L’image avait de quoi frapper les esprits : ce lundi à la Maison Blanche, Donald Trump, de retour au centre du jeu international, recevait Benyamin Netanyahou pour sceller ce qui était annoncé comme le plan de paix du siècle. À la clé : un accord en vingt points censé ouvrir la voie à la résolution du conflit israélo-palestinien, à la pacification de Gaza et, plus largement, à l’instauration d’un « nouvel ordre » au Proche-Orient. L’ambition est à la mesure du désastre : en près d’un an, la bande de Gaza a été ravagée par une guerre d’usure meurtrière, les relations régionales se sont enflammées, et la communauté internationale multiplie les alertes sur l’urgence d’un cessez-le-feu. Mais derrière la mise en scène et la gestuelle solennelle, une question essentielle demeure : ce plan a-t-il la moindre chance de survivre à la brutalité du réel ?
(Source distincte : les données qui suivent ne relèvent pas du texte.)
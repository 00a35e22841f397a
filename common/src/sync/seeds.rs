// Entity seed lists: which groups and instructors a run synchronizes

use crate::errors::SeedError;
use crate::models::{Entity, EntityKind, NaturalKey};
use crate::store::{value_text, Row, ScheduleStore};
use async_trait::async_trait;
use serde::Deserialize;
use serde_json::Value;
use std::collections::HashSet;
use std::path::PathBuf;
use std::sync::Arc;
use tracing::{info, instrument, warn};

/// Producer of the entity list for one kind
#[async_trait]
pub trait SeedSource: Send + Sync {
    async fn entities(&self, kind: EntityKind) -> Result<Vec<Entity>, SeedError>;
}

/// One entry of a seed document
///
/// Listing scrapers emit the key as `id` and the name as `name`; both
/// spellings are accepted.
#[derive(Debug, Clone, Deserialize)]
struct SeedRecord {
    #[serde(alias = "id")]
    natural_key: Value,
    #[serde(alias = "name", default)]
    display_name: Option<String>,
    #[serde(default)]
    code: Option<String>,
    #[serde(default)]
    department: Option<String>,
    #[serde(default)]
    study_mode: Option<String>,
    #[serde(default)]
    semester: Option<String>,
    #[serde(default)]
    institute: Option<String>,
    #[serde(default)]
    email: Option<String>,
    #[serde(default)]
    calendar_hint: Option<String>,
    #[serde(default, alias = "ics_link")]
    calendar_url: Option<String>,
}

#[derive(Debug, Default, Deserialize)]
struct SeedDocument {
    #[serde(default)]
    groups: Vec<SeedRecord>,
    #[serde(default)]
    instructors: Vec<SeedRecord>,
}

fn into_entity(kind: EntityKind, record: SeedRecord) -> Result<Entity, SeedError> {
    let natural_key = NaturalKey::new(value_text(&record.natural_key)).ok_or_else(|| {
        SeedError::MissingNaturalKey(record.display_name.clone().unwrap_or_default())
    })?;

    let display_name = record
        .display_name
        .filter(|name| !name.trim().is_empty())
        .or_else(|| record.code.clone())
        .unwrap_or_else(|| natural_key.as_str().to_string());

    let mut entity = Entity::new(kind, natural_key, display_name.trim());
    entity.code = record.code;
    entity.department = record.department;
    entity.study_mode = record.study_mode;
    entity.semester = record.semester;
    entity.institute = record.institute;
    entity.email = record.email;
    entity.calendar_hint = record.calendar_hint;
    entity.calendar_url = record.calendar_url;
    Ok(entity)
}

/// Keep the first entity per natural key
fn dedup(kind: EntityKind, entities: Vec<Entity>) -> Vec<Entity> {
    let before = entities.len();
    let mut seen = HashSet::new();
    let unique: Vec<Entity> = entities
        .into_iter()
        .filter(|e| seen.insert(e.natural_key.clone()))
        .collect();
    if unique.len() < before {
        warn!(
            kind = %kind,
            duplicates = before - unique.len(),
            "Dropped duplicate seed entries"
        );
    }
    unique
}

/// Seed list stored as JSON: `{"groups": [...], "instructors": [...]}`
pub struct JsonSeedFile {
    path: PathBuf,
}

impl JsonSeedFile {
    pub fn new(path: impl Into<PathBuf>) -> Self {
        Self { path: path.into() }
    }

    pub fn parse(kind: EntityKind, text: &str) -> Result<Vec<Entity>, SeedError> {
        let document: SeedDocument = serde_json::from_str(text)?;
        let records = match kind {
            EntityKind::Group => document.groups,
            EntityKind::Instructor => document.instructors,
        };
        let entities = records
            .into_iter()
            .map(|record| into_entity(kind, record))
            .collect::<Result<Vec<_>, _>>()?;
        Ok(dedup(kind, entities))
    }
}

#[async_trait]
impl SeedSource for JsonSeedFile {
    #[instrument(skip(self), fields(path = %self.path.display()))]
    async fn entities(&self, kind: EntityKind) -> Result<Vec<Entity>, SeedError> {
        let text = tokio::fs::read_to_string(&self.path)
            .await
            .map_err(|e| SeedError::Io {
                path: self.path.display().to_string(),
                reason: e.to_string(),
            })?;
        let entities = Self::parse(kind, &text)?;
        info!(kind = %kind, count = entities.len(), "Loaded seed entities from file");
        Ok(entities)
    }
}

/// Re-synchronize the entities already present in the store
pub struct StoreSeedSource {
    store: Arc<dyn ScheduleStore>,
}

impl StoreSeedSource {
    pub fn new(store: Arc<dyn ScheduleStore>) -> Self {
        Self { store }
    }
}

fn text_column(row: &Row, column: &str) -> Option<String> {
    row.get(column)
        .and_then(Value::as_str)
        .map(str::trim)
        .filter(|s| !s.is_empty())
        .map(str::to_string)
}

fn entity_from_row(kind: EntityKind, row: &Row) -> Option<Entity> {
    let natural_key = row.get("natural_key").map(value_text).and_then(NaturalKey::new)?;
    let display_name =
        text_column(row, "display_name").unwrap_or_else(|| natural_key.as_str().to_string());

    let mut entity = Entity::new(kind, natural_key, display_name);
    entity.code = text_column(row, "code");
    entity.department = text_column(row, "department");
    entity.study_mode = text_column(row, "study_mode");
    entity.semester = text_column(row, "semester");
    entity.institute = text_column(row, "institute");
    entity.email = text_column(row, "email");
    entity.calendar_url = text_column(row, "calendar_url");
    Some(entity)
}

#[async_trait]
impl SeedSource for StoreSeedSource {
    #[instrument(skip(self))]
    async fn entities(&self, kind: EntityKind) -> Result<Vec<Entity>, SeedError> {
        let rows = self.store.select(kind.table(), &[], &[]).await?;
        let entities: Vec<Entity> = rows
            .iter()
            .filter_map(|row| entity_from_row(kind, row))
            .collect();
        info!(kind = %kind, count = entities.len(), "Loaded seed entities from store");
        Ok(dedup(kind, entities))
    }
}

#[cfg(test)]
mod tests {
    use super::*;
    use crate::store::MemoryStore;
    use serde_json::json;

    const DOCUMENT: &str = r#"{
        "groups": [
            {"id": 27341, "name": "21INF-SP", "code": "21INF-SP", "department": "WIEA", "ics_link": "grupy_ics.php?ID=27341&KIND=GG"},
            {"natural_key": "27342", "display_name": "22INF-SP"},
            {"natural_key": "27341", "display_name": "duplicate"}
        ],
        "instructors": [
            {"natural_key": "501", "display_name": "dr Jan Kowalski", "institute": "Instytut Informatyki"}
        ]
    }"#;

    #[test]
    fn test_parse_groups_with_aliases_and_dedup() {
        let groups = JsonSeedFile::parse(EntityKind::Group, DOCUMENT).unwrap();
        assert_eq!(groups.len(), 2);
        assert_eq!(groups[0].natural_key.as_str(), "27341");
        assert_eq!(groups[0].display_name, "21INF-SP");
        assert_eq!(
            groups[0].calendar_url.as_deref(),
            Some("grupy_ics.php?ID=27341&KIND=GG")
        );
        assert_eq!(groups[1].display_name, "22INF-SP");
    }

    #[test]
    fn test_parse_instructors() {
        let instructors = JsonSeedFile::parse(EntityKind::Instructor, DOCUMENT).unwrap();
        assert_eq!(instructors.len(), 1);
        assert_eq!(instructors[0].kind, EntityKind::Instructor);
        assert_eq!(instructors[0].institute.as_deref(), Some("Instytut Informatyki"));
    }

    #[test]
    fn test_missing_key_is_an_error() {
        let text = r#"{"groups": [{"natural_key": "  ", "display_name": "X"}]}"#;
        assert!(matches!(
            JsonSeedFile::parse(EntityKind::Group, text),
            Err(SeedError::MissingNaturalKey(_))
        ));
        assert!(matches!(
            JsonSeedFile::parse(EntityKind::Group, "not json"),
            Err(SeedError::InvalidJson(_))
        ));
    }

    #[tokio::test]
    async fn test_json_seed_file_reads_from_disk() {
        let dir = tempfile::tempdir().unwrap();
        let path = dir.path().join("seeds.json");
        std::fs::write(&path, DOCUMENT).unwrap();

        let source = JsonSeedFile::new(&path);
        assert_eq!(source.entities(EntityKind::Group).await.unwrap().len(), 2);

        let missing = JsonSeedFile::new(dir.path().join("absent.json"));
        assert!(matches!(
            missing.entities(EntityKind::Group).await,
            Err(SeedError::Io { .. })
        ));
    }

    #[tokio::test]
    async fn test_store_seed_source_reads_entity_table() {
        let store = Arc::new(MemoryStore::new());
        store.seed(
            "instructors",
            vec![
                json!({"id": "6f1c8f0e-3c5d-4a43-9a55-0d6f0b1b2a10", "natural_key": "501", "display_name": "dr Jan Kowalski", "calendar_url": "https://plan.example.edu/nauczyciel_ics.php?ID=501"}),
                json!({"id": "6f1c8f0e-3c5d-4a43-9a55-0d6f0b1b2a11", "display_name": "no key"}),
            ],
        );

        let source = StoreSeedSource::new(store);
        let instructors = source.entities(EntityKind::Instructor).await.unwrap();
        assert_eq!(instructors.len(), 1);
        assert!(instructors[0].calendar_url.is_some());
    }

    #[tokio::test]
    async fn test_store_seed_source_propagates_store_errors() {
        let store = Arc::new(MemoryStore::new());
        store.set_unavailable(true);
        let source = StoreSeedSource::new(store);
        assert!(matches!(
            source.entities(EntityKind::Group).await,
            Err(SeedError::Store(_))
        ));
    }
}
Les grandes lignes du plan, révélées avant même la conférence de presse, affichent des objectifs spectaculaires : retrait progressif de l’armée israélienne de Gaza, libération des otages, arrêt de la colonisation en Cisjordanie, retour des réfugiés gazaouis, mise en place d’une administration internationale de transition sous l’égide de l’ONU, relance des Accords d’Abraham, supervision par Tony Blair et « International Board of Peace »… Sur le papier, tout est là pour dessiner une paix « éternelle », selon la formule de Trump.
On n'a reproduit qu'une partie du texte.